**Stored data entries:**
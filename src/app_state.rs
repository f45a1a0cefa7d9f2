use std::sync::Arc;

use crate::{
    agent::AgentEngine, config::AppConfig, session::SessionStore, vector_store::VectorIndex,
};

/// Estado compartido entre peticiones. El índice es de sólo lectura tras el
/// arranque; los historiales de sesión llevan su propia sincronización.
#[derive(Clone)]
pub struct AppState {
    pub config: AppConfig,
    pub index: Arc<VectorIndex>,
    pub agent: AgentEngine,
    pub sessions: SessionStore,
}
//! Secure Storage Abstraction
//!
//! Session credentials are persisted through a host-provided secure store
//! (Keychain, Keystore, Secret Service, ...). The core only needs opaque
//! byte values under string keys.

use async_trait::async_trait;

use crate::error::Result;

/// Secure credential storage trait
///
/// # Security Requirements
///
/// Implementations MUST:
/// - Encrypt data at rest where the platform allows it
/// - Never log or expose stored values
///
/// # Example
///
/// ```ignore
/// use bridge_traits::storage::SecureStore;
///
/// async fn store_token(store: &dyn SecureStore, token: &str) -> Result<()> {
///     store.set_secret("session.tokens", token.as_bytes()).await?;
///     Ok(())
/// }
/// ```
#[async_trait]
pub trait SecureStore: Send + Sync {
    /// Store a secret value, overwriting any previous value under `key`
    async fn set_secret(&self, key: &str, value: &[u8]) -> Result<()>;

    /// Retrieve a secret value
    ///
    /// Returns `Ok(None)` if the key doesn't exist.
    async fn get_secret(&self, key: &str) -> Result<Option<Vec<u8>>>;

    /// Delete a secret. Deleting a missing key is not an error.
    async fn delete_secret(&self, key: &str) -> Result<()>;

    /// Check if a secret exists without retrieving it
    async fn has_secret(&self, key: &str) -> Result<bool> {
        Ok(self.get_secret(key).await?.is_some())
    }

    /// List all secret keys (without values)
    async fn list_keys(&self) -> Result<Vec<String>>;

    /// Clear all secrets
    async fn clear_all(&self) -> Result<()>;
}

**What the task requires:**
When you find a line in the records that contains the word "VectorIndex", copy it.

**Solution below:**
    agent::AgentEngine, config::AppConfig, session::SessionStore, vector_store::VectorIndex,
    pub index: Arc<VectorIndex>,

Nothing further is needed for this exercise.